Image of bleeding from Dioscorides, De medicinali materia (Frankfurt, 1549), p. 116.
If Cockburn’s initial treatment had ancient and medieval precursors his advocacy of quinine, then called either ‘Jesuits Powder’ or ‘Peruvian Bark’ showed his openness to new methods of treatment. Peruvian Bark was undoubtedly a new medicine, introduced into Europe in the sixteenth century and associated with the discoveries in the New World. By 1677 it had gained such approval as to be included in the third edition of the London Pharmakopeia. One reason for this was because doctors such as Cockburn were intrigued by its effect on the blood: as he says, ‘we see how the sinking and languishing Pulse is rais’d by the taking of it, and that without any burning and extraordinary warmth… therefore the Jesuits Powder, Quinquina &c answers our desire, and gives us what we require.’ One of the foremost promoters of the use of quinine was Francesco Maria Torti, whose Therapeutice specialis ad febres quasdam perniciosas (Modena, 1712) was collected by Worth. Torti (1658-1741) advocated the use of quinine in the treatment of ‘intermittent fevers’, known today as malaria. Its other name, ‘Cinchona’, was a reference to the Countess of Chinchón whose mythically miraculous recovery from fever by its use had served to popularise it throughout early modern Europe.
Not all agreed on the utility of ‘Peruvian Bark’ as a cure-all for fevers. Worth also collected the work of Sir John Colbatch (1666-1729), who had presented a number of case studies in 1699 advocating the (highly dubious) use of acid in the curing of fevers:
Some Medicinal Observations Concerning the Cure of Fevers, &c By the means of Acids.
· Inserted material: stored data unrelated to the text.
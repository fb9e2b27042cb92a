use std::sync::Arc;

use futures::future::join_all;
use tokio::sync::Semaphore;

use crate::engine::{EmbeddingEngine, InferenceContext, Pooling, TokenBatch, TokenSequence};
use crate::error::{RagError, Result};
use crate::pool::ContextPool;

/// One embedded input, tagged with the index of the text it came from.
///
/// The service can return fewer outputs than inputs (empty strings are
/// skipped, failed batches dropped); callers reconcile by `index`.
#[derive(Debug, Clone)]
pub struct Embedded {
    pub index: usize,
    pub vector: Vec<f32>,
    pub hash: u64,
}

/// Folds a vector's IEEE-754 bit patterns into a 64-bit content
/// identifier. Deterministic for bit-identical vectors; collisions are
/// possible but negligible at the corpus sizes served.
pub fn embedding_hash(vector: &[f32]) -> u64 {
    let mut h: u64 = 0;
    for v in vector {
        let bits = v.to_bits() as u64;
        h ^= bits
            .wrapping_add(0x9e37_79b9)
            .wrapping_add(h << 6)
            .wrapping_add(h >> 2);
    }
    h
}

pub(crate) fn l2_normalize(vector: &mut [f32]) {
    let norm: f32 = vector.iter().map(|v| v * v).sum::<f32>().sqrt();
    if norm > 0.0 {
        for v in vector.iter_mut() {
            *v /= norm;
        }
    }
}

/// Batched, parallel embedding over a pool of inference contexts.
///
/// The service itself is stateless; concurrency is bounded by the
/// decode permit count and, transitively, by the context pool size.
/// Callers may invoke [`embed`](Self::embed) concurrently.
pub struct EmbeddingService {
    engine: Arc<dyn EmbeddingEngine>,
    contexts: Arc<ContextPool<Box<dyn InferenceContext>>>,
    max_seqs_per_batch: usize,
    decode_permits: Arc<Semaphore>,
}

impl EmbeddingService {
    pub fn new(
        engine: Arc<dyn EmbeddingEngine>,
        contexts: Arc<ContextPool<Box<dyn InferenceContext>>>,
        max_seqs_per_batch: usize,
        max_concurrent: usize,
    ) -> Result<Self> {
        if max_seqs_per_batch == 0 {
            return Err(RagError::Config(
                "max_seqs_per_batch must be positive".into(),
            ));
        }
        if max_concurrent == 0 {
            return Err(RagError::Config("max_concurrent must be positive".into()));
        }
        Ok(Self {
            engine,
            contexts,
            max_seqs_per_batch,
            decode_permits: Arc::new(Semaphore::new(max_concurrent)),
        })
    }

    pub fn dimension(&self) -> usize {
        self.engine.dimension()
    }

    /// Embeds a batch of texts, returning unit-normalized vectors and
    /// their content hashes ordered by input index.
    pub async fn embed(&self, texts: &[String]) -> Result<Vec<Embedded>> {
        if texts.is_empty() {
            return Ok(Vec::new());
        }

        let batches = self.tokenize_and_pack(texts);
        if batches.is_empty() {
            return Ok(Vec::new());
        }

        let tasks = batches.into_iter().map(|batch| {
            let engine = Arc::clone(&self.engine);
            let contexts = Arc::clone(&self.contexts);
            let permits = Arc::clone(&self.decode_permits);
            async move {
                let permit = permits
                    .acquire_owned()
                    .await
                    .map_err(|_| RagError::PoolClosed)?;
                tokio::task::spawn_blocking(move || {
                    let _permit = permit;
                    decode_batch(&*engine, &contexts, batch)
                })
                .await
                .map_err(|e| RagError::Engine(format!("embedding task panicked: {e}")))?
            }
        });

        let mut embedded = Vec::new();
        for outcome in join_all(tasks).await {
            match outcome {
                Ok(batch_result) => embedded.extend(batch_result),
                Err(e) => {
                    tracing::warn!("embedding batch failed, dropping its chunks: {e}");
                }
            }
        }
        embedded.sort_by_key(|e| e.index);
        Ok(embedded)
    }

    /// Tokenizes every input and packs the sequences into batches
    /// bounded by the engine's token budget and the configured
    /// sequence cap. Empty and untokenizable inputs are skipped with a
    /// warning; over-long sequences are truncated to the budget.
    fn tokenize_and_pack(&self, texts: &[String]) -> Vec<TokenBatch> {
        let budget = self.engine.token_budget();
        let mut sequences = Vec::with_capacity(texts.len());

        for (index, text) in texts.iter().enumerate() {
            if text.trim().is_empty() {
                tracing::warn!(index, "skipping empty input text");
                continue;
            }
            let mut tokens = match self.engine.tokenize(text) {
                Ok(tokens) => tokens,
                Err(e) => {
                    tracing::warn!(index, "failed to tokenize input, skipping: {e}");
                    continue;
                }
            };
            if tokens.is_empty() {
                tracing::warn!(index, "input produced no tokens, skipping");
                continue;
            }
            if tokens.len() > budget {
                tracing::warn!(
                    index,
                    tokens = tokens.len(),
                    budget,
                    "input exceeds the engine token budget, truncating"
                );
                tokens.truncate(budget);
            }
            sequences.push(TokenSequence { id: index, tokens });
        }

        let mut batches = Vec::new();
        let mut current = TokenBatch::default();
        for seq in sequences {
            let over_budget = current.token_count() + seq.tokens.len() > budget;
            let over_seqs = current.seq_count() >= self.max_seqs_per_batch;
            if !current.is_empty() && (over_budget || over_seqs) {
                batches.push(std::mem::take(&mut current));
            }
            current.sequences.push(seq);
        }
        if !current.is_empty() {
            batches.push(current);
        }
        batches
    }
}

/// Runs one batch on a pooled context and pools, normalizes and hashes
/// each sequence's embedding.
fn decode_batch(
    engine: &dyn EmbeddingEngine,
    contexts: &ContextPool<Box<dyn InferenceContext>>,
    batch: TokenBatch,
) -> Result<Vec<Embedded>> {
    let mut lease = contexts.acquire()?;
    lease.clear_kv_cache();
    let rows = engine.decode(&mut **lease, &batch)?;
    drop(lease);

    if rows.len() != batch.token_count() {
        return Err(RagError::Engine(format!(
            "engine returned {} rows for {} token positions",
            rows.len(),
            batch.token_count()
        )));
    }

    let dimension = engine.dimension();
    let pooling = engine.pooling();
    let mut out = Vec::with_capacity(batch.seq_count());
    let mut offset = 0;
    for seq in &batch.sequences {
        let span = &rows[offset..offset + seq.tokens.len()];
        offset += seq.tokens.len();

        let mut vector = pool_sequence(span, pooling);
        if vector.len() != dimension {
            return Err(RagError::DimensionMismatch {
                expected: dimension,
                actual: vector.len(),
            });
        }
        l2_normalize(&mut vector);
        let hash = embedding_hash(&vector);
        out.push(Embedded {
            index: seq.id,
            vector,
            hash,
        });
    }
    Ok(out)
}

fn pool_sequence(rows: &[Vec<f32>], pooling: Pooling) -> Vec<f32> {
    match pooling {
        Pooling::Cls => rows[0].clone(),
        Pooling::Last => rows[rows.len() - 1].clone(),
        Pooling::Mean => {
            let mut mean = vec![0.0f32; rows[0].len()];
            for row in rows {
                for (m, v) in mean.iter_mut().zip(row) {
                    *m += v;
                }
            }
            let n = rows.len() as f32;
            for m in mean.iter_mut() {
                *m /= n;
            }
            mean
        }
    }
}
Observation the First.Colbatch’s advocacy of the use of acid to cure fever might have raised more than a few medical eyebrows but he was not alone in his condemnation of ‘Peruvian Bark’. Worth’s copy of John Woodward’s The state of physic also sounded a note of caution concerning the use of ‘The Jesuit’s Powder:
‘The Jesuit’s Powder is a great Absorbent; tho’, as ‘tis withall Stiptick, and a potent Astringent, as will be manifest to those who rightly observe all its Actions and Propertyes, it hath the Effects, recounted of the former Tribe, in a much higher Degree. But, unless in Youth, or where there is great Vigor of Constitution, the Ills that follow upon it, if given in Quantity, and not in due Time cast forth again, are, in Proportion to its higher Powers, numerous, and great. ‘Tis true, by means of it, intermitting Fevers may be sometimes repress’d: and the Principles that cause them, stifled.’Woodward The state of physick: and of diseases (London, 1718), p. 247
It should also be remembered that fever, in some cases, might be viewed as more a benefit than a curse. Some early modern physicians argued that heightening the patient’s temperature, as can be seen in this illustration of the fever-bed sweating technique, would ultimately lead to the expurgation of ‘morbifick’ causes of other diseases. Here fever is being treated as a treatment for another disease, not a disease in itself:
Patient in a feverbed: Courtesy of the National Library of Medicine.
*Disclaimer: These treatments should not be attempted at home.